## BRIEF
Repeat nothing but the lines below running from the one containing "let status_seq = status_seq.clone();" to the one containing "let (status, claims)". Keep both end lines.

## PROVIDED MATERIAL

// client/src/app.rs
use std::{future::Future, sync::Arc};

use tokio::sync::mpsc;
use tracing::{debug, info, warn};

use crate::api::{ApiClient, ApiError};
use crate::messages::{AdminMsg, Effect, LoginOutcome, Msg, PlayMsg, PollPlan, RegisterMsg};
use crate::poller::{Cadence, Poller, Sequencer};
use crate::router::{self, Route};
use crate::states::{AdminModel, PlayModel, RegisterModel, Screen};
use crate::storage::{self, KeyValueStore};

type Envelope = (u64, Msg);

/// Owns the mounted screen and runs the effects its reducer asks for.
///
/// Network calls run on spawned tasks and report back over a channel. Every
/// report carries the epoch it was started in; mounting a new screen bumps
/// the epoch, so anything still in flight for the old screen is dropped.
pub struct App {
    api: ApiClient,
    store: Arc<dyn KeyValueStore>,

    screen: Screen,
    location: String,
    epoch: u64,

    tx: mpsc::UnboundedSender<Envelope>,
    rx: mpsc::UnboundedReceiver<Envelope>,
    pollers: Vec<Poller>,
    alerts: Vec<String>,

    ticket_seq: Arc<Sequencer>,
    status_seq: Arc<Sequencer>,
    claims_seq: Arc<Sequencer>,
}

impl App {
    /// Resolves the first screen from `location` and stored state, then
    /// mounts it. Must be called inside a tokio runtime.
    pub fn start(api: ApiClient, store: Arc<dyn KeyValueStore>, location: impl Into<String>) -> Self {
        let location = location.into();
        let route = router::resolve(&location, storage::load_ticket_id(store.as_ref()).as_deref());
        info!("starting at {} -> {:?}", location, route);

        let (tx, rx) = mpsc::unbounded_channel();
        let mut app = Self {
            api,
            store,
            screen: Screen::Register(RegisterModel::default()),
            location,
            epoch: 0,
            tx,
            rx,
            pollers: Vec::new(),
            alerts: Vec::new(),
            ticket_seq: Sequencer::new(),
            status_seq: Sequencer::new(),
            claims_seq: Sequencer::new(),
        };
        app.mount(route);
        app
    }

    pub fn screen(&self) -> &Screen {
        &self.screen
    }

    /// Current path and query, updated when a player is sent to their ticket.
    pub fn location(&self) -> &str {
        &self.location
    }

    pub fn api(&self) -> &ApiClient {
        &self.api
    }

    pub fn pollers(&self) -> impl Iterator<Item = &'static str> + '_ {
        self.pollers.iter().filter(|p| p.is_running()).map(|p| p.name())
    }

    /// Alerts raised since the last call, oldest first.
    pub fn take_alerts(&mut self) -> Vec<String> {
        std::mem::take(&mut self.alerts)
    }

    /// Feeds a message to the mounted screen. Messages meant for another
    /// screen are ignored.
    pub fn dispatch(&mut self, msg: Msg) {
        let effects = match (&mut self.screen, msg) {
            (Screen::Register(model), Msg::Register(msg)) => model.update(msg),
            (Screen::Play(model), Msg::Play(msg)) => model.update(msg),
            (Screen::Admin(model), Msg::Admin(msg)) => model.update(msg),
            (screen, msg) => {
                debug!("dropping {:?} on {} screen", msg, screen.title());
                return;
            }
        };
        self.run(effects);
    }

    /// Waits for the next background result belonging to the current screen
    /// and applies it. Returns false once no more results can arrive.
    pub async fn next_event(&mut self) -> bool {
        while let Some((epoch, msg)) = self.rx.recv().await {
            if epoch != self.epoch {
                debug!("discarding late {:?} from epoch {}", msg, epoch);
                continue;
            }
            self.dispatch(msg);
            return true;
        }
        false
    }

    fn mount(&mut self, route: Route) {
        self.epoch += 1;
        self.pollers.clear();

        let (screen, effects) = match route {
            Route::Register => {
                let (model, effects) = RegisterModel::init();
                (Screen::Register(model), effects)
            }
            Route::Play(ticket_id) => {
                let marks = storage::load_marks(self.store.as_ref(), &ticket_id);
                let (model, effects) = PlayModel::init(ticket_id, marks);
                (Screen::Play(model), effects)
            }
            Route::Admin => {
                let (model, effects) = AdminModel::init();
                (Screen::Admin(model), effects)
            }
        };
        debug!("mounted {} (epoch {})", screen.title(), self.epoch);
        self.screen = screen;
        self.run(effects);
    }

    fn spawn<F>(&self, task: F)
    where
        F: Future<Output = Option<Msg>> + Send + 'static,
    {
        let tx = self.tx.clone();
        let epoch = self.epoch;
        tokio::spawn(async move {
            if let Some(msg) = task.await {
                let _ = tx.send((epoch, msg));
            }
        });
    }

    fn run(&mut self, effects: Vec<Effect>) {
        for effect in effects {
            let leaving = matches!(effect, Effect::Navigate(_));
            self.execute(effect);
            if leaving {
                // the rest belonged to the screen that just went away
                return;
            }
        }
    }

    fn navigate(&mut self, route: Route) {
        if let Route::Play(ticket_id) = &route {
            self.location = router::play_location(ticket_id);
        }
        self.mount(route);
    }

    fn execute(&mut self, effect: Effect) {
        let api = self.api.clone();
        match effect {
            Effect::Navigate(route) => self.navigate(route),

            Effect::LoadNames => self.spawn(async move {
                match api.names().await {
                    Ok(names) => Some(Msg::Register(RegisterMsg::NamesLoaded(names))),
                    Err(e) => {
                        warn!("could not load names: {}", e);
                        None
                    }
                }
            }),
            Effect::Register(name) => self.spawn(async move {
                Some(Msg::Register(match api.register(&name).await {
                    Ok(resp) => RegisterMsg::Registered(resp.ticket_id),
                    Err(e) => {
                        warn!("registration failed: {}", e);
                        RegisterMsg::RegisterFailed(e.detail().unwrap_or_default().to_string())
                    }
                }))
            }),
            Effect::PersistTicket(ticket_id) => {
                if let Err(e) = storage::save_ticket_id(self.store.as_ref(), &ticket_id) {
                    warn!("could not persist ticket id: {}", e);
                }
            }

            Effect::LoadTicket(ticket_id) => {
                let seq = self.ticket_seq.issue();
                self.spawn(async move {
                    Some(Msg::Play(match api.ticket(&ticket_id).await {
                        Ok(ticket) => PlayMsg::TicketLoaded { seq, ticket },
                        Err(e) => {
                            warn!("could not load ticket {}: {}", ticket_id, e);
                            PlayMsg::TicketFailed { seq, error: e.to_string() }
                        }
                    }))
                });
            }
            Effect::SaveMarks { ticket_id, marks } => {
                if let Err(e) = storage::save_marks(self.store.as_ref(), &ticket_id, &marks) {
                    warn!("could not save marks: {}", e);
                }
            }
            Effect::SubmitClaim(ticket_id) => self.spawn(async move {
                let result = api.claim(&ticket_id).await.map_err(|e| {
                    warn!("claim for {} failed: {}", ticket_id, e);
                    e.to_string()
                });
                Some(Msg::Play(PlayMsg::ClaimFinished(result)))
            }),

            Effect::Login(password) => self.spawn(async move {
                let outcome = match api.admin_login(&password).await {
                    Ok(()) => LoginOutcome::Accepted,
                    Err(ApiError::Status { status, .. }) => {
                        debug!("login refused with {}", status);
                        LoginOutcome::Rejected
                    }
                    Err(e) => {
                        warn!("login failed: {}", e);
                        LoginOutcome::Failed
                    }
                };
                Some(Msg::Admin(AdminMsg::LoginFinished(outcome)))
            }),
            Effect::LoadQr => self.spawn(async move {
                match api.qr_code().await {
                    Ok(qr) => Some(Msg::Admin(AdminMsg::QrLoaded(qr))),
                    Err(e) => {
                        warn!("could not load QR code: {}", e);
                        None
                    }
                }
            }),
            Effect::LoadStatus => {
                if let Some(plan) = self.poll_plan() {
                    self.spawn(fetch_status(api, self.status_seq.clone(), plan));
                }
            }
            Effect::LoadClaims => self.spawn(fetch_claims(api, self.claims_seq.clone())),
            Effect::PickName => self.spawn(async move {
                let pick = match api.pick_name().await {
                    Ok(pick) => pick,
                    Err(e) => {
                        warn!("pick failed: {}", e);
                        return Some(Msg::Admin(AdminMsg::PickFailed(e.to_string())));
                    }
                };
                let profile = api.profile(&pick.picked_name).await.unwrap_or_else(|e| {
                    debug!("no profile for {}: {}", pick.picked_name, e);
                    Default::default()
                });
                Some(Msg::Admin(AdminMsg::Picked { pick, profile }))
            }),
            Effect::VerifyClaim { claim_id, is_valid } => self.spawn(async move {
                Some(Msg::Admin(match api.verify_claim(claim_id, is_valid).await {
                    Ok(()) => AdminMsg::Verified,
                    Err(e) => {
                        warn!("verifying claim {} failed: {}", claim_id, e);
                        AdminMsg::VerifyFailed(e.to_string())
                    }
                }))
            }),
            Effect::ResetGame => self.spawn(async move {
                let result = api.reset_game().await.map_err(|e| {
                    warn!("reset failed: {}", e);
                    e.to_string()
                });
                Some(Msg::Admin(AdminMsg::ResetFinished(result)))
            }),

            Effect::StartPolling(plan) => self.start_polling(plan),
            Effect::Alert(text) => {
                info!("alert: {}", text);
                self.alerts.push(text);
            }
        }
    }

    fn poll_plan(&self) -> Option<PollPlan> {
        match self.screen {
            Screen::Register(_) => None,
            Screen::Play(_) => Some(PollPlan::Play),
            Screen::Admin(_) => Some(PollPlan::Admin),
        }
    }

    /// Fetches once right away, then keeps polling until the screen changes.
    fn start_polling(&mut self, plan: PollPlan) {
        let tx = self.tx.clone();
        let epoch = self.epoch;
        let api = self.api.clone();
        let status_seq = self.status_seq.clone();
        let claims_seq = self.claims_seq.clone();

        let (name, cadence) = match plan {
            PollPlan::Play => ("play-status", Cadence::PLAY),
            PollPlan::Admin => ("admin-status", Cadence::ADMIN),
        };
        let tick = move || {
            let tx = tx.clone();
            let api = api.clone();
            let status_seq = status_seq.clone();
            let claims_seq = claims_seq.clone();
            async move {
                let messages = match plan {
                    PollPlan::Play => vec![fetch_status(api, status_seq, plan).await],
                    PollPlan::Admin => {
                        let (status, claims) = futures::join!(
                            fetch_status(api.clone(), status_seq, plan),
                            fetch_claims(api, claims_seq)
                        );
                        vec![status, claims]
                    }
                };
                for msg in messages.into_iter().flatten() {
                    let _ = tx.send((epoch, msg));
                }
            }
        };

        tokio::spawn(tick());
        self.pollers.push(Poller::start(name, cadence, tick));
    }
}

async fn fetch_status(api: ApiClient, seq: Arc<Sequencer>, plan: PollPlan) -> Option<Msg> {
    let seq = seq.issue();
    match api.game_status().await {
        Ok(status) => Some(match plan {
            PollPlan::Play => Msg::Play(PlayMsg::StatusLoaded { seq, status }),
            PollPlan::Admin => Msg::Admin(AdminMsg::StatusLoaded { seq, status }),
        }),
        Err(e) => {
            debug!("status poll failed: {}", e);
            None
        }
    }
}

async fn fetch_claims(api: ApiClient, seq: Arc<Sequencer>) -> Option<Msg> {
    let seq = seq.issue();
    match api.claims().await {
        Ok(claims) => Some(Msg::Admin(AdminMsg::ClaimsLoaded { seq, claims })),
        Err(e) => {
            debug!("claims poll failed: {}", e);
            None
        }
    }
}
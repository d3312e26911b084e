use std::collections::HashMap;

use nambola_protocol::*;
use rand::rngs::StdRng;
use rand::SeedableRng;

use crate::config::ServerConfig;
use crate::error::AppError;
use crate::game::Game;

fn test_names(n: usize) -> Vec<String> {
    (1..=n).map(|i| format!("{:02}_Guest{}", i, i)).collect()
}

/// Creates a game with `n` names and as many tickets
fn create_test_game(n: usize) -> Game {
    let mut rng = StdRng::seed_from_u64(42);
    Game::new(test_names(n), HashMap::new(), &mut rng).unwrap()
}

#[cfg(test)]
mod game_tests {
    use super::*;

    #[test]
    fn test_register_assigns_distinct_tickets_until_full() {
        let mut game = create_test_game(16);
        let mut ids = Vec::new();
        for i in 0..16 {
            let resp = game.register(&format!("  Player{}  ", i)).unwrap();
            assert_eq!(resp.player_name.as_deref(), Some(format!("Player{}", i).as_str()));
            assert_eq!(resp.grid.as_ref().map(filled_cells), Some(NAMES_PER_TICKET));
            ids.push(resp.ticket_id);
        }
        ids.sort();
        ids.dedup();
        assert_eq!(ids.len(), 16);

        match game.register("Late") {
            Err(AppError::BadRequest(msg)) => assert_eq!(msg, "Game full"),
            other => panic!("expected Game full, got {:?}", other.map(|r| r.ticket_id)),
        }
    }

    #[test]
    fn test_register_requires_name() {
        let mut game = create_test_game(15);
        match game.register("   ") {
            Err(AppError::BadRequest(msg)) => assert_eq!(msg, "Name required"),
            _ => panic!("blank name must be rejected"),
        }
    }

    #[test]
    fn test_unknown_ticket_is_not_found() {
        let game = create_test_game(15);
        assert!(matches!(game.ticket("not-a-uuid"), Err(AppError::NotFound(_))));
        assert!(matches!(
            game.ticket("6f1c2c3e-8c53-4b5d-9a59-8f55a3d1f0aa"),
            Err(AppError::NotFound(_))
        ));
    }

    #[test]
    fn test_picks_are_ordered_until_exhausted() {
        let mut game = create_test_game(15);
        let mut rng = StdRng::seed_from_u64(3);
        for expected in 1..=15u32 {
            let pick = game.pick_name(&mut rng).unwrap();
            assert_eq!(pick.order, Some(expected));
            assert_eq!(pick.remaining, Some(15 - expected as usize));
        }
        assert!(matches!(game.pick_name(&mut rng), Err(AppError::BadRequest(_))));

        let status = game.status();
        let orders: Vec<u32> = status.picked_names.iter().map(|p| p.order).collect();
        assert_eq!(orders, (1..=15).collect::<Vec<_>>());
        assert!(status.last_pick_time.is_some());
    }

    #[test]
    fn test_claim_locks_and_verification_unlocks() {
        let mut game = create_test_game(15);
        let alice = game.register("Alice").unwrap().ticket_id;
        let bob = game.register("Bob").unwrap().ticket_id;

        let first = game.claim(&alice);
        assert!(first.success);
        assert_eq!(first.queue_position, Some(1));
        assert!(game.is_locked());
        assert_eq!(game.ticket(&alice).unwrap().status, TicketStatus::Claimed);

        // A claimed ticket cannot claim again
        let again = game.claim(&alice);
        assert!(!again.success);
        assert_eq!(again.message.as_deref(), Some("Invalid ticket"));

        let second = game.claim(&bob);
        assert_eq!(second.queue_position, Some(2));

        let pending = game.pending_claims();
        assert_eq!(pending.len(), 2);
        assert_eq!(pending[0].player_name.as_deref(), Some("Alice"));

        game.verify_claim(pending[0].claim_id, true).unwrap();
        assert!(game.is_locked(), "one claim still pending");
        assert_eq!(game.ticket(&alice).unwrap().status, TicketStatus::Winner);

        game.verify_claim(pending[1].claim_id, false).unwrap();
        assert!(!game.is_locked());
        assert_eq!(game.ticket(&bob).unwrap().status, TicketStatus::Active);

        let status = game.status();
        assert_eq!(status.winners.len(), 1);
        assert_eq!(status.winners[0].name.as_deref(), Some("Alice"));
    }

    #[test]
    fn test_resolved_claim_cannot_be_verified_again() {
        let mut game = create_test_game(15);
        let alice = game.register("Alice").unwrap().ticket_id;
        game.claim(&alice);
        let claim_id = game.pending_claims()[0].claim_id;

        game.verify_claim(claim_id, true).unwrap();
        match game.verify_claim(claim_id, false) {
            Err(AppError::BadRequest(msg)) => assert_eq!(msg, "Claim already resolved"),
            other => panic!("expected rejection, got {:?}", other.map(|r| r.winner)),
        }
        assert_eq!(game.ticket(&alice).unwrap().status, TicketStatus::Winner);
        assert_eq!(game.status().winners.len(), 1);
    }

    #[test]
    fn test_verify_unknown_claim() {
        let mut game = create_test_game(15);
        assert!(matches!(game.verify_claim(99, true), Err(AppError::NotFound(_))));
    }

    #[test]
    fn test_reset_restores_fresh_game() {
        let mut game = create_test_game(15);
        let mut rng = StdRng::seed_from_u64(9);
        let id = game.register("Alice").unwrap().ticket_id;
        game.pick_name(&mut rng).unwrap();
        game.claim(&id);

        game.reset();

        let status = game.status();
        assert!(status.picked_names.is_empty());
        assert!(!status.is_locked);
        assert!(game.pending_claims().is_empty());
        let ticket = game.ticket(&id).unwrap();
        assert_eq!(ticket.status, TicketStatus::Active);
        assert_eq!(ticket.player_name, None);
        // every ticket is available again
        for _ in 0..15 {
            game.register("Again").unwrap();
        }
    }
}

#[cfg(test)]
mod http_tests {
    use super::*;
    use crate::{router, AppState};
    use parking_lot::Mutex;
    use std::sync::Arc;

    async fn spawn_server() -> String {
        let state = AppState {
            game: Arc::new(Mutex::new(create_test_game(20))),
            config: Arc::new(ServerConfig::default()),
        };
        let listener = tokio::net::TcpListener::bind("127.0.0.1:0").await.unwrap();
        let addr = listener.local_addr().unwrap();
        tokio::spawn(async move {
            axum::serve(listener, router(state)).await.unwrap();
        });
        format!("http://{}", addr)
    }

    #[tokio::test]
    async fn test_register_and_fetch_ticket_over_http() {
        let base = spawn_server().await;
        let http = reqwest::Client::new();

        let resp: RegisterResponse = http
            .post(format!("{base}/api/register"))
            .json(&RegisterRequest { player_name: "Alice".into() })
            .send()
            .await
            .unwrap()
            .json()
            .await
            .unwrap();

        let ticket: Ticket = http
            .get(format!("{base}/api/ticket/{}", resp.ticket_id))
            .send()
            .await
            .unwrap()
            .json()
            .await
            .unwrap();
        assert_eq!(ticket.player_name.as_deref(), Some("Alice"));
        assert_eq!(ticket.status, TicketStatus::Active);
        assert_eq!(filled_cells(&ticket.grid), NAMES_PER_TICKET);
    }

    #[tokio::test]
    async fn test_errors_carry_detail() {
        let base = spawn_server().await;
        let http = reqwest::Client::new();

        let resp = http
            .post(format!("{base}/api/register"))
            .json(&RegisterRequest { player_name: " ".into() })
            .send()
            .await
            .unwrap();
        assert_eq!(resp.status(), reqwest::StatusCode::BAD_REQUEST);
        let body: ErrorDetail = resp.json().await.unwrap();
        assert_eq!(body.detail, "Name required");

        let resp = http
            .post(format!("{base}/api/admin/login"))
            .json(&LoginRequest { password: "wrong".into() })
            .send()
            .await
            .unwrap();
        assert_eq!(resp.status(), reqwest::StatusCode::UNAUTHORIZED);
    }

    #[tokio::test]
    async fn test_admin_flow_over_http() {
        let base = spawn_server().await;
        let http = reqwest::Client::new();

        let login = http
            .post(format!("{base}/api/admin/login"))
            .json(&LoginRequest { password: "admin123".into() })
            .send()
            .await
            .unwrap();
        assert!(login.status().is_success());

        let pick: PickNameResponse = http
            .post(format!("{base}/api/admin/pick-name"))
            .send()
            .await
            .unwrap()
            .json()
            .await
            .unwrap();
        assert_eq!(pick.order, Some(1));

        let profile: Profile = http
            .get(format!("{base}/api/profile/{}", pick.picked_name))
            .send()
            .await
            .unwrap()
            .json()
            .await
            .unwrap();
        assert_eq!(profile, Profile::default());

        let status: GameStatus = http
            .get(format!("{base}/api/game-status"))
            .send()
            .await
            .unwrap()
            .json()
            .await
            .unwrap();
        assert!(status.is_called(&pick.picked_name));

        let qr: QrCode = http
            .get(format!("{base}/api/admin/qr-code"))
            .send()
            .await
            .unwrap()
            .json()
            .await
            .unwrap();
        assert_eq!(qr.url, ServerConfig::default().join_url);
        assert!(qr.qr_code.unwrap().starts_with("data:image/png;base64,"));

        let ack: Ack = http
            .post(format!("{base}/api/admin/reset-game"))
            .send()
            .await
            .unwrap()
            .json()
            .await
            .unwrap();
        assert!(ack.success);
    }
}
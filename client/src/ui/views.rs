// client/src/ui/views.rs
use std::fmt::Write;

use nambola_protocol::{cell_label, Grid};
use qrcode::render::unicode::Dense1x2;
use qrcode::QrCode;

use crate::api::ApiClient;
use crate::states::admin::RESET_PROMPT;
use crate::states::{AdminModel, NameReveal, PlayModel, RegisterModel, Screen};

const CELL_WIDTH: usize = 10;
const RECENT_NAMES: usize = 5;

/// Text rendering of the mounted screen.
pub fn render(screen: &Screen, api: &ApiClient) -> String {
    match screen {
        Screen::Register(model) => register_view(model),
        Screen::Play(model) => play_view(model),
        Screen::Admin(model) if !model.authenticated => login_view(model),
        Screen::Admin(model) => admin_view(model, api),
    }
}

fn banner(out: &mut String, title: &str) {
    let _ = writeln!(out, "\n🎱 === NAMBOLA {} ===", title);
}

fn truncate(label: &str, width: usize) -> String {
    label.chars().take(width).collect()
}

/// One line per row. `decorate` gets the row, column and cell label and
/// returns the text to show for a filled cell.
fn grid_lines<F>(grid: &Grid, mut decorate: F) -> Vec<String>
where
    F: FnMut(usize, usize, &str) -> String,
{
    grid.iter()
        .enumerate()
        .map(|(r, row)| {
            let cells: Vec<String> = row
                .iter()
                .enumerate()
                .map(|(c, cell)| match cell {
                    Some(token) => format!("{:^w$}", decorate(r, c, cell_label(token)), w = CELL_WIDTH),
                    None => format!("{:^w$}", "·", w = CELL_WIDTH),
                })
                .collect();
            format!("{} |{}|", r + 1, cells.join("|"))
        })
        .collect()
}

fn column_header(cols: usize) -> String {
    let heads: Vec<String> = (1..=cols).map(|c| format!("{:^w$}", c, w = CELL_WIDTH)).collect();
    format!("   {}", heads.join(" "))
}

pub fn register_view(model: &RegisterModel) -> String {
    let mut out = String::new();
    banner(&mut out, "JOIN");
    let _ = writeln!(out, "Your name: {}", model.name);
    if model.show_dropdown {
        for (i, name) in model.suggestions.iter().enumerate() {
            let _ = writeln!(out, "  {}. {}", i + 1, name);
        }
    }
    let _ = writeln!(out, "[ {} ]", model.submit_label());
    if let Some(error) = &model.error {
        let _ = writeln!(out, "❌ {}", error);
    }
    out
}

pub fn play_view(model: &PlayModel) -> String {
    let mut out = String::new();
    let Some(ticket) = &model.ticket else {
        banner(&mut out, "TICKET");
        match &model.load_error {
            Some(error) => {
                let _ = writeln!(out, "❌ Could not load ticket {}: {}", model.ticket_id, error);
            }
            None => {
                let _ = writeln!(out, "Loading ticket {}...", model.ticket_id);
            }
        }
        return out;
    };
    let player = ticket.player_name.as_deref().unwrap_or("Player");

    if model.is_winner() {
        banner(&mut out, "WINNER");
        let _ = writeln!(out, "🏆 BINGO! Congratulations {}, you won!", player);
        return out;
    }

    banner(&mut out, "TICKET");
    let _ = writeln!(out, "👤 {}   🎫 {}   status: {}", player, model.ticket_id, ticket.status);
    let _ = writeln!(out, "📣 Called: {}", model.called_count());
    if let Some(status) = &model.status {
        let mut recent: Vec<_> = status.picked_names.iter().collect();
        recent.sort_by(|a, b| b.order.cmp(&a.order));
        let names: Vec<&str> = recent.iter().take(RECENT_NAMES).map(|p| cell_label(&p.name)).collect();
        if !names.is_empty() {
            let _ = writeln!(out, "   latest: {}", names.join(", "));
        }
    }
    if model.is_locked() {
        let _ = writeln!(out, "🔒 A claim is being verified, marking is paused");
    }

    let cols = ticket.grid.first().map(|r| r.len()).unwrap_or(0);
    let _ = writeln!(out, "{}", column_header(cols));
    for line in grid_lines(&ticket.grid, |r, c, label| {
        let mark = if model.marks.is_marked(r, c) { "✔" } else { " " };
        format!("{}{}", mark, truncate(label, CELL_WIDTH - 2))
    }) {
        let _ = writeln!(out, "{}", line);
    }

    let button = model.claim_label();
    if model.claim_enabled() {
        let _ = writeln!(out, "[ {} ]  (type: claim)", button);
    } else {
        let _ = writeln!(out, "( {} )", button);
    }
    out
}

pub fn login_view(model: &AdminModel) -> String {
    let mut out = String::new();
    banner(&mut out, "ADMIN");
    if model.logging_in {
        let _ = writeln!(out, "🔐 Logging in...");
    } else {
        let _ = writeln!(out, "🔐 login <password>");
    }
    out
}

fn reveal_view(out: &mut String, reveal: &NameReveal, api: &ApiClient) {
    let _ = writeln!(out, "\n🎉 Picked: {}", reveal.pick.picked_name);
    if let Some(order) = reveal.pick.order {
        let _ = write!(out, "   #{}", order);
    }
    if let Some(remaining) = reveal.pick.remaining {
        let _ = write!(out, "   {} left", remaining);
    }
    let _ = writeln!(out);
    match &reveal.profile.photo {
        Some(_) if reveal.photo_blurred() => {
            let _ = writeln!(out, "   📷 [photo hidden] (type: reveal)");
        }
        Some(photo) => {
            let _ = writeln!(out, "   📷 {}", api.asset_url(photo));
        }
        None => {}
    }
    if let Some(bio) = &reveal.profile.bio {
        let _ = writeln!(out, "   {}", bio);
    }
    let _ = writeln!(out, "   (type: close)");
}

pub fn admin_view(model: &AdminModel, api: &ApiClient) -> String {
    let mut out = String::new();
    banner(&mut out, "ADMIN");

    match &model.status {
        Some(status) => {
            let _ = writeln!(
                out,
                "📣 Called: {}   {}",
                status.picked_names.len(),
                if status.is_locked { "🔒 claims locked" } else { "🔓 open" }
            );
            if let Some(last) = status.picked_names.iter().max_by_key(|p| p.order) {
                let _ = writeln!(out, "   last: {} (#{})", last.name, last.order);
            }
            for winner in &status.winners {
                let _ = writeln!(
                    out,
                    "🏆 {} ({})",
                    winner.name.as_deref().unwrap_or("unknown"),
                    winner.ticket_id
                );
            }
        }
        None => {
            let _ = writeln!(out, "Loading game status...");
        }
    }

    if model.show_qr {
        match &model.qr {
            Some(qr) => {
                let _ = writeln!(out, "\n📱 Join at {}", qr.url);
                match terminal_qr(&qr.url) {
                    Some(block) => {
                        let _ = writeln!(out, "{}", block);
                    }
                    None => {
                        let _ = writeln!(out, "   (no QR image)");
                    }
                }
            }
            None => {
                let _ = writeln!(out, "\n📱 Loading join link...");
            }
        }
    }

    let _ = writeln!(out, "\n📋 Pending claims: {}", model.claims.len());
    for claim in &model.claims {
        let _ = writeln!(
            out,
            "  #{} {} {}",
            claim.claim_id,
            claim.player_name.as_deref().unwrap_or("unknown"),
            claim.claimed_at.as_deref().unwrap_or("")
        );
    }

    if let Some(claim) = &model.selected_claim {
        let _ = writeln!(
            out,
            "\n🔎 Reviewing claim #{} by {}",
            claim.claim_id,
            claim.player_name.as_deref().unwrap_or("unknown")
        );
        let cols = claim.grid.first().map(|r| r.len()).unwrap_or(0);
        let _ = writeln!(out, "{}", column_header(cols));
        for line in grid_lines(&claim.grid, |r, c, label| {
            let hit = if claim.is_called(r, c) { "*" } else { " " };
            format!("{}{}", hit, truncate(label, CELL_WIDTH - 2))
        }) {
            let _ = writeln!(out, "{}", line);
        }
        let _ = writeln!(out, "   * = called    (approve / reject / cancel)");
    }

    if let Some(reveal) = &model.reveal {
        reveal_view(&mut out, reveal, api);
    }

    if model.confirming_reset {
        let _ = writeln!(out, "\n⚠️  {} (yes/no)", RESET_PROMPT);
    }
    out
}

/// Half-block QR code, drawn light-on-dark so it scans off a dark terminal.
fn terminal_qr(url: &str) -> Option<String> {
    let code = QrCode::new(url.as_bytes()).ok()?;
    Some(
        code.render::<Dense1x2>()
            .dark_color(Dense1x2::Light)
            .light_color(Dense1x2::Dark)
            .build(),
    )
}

## YOUR SOLUTION
            let status_seq = status_seq.clone();
            let claims_seq = claims_seq.clone();
            async move {
                let messages = match plan {
                    PollPlan::Play => vec![fetch_status(api, status_seq, plan).await],
                    PollPlan::Admin => {
                        let (status, claims) = futures::join!(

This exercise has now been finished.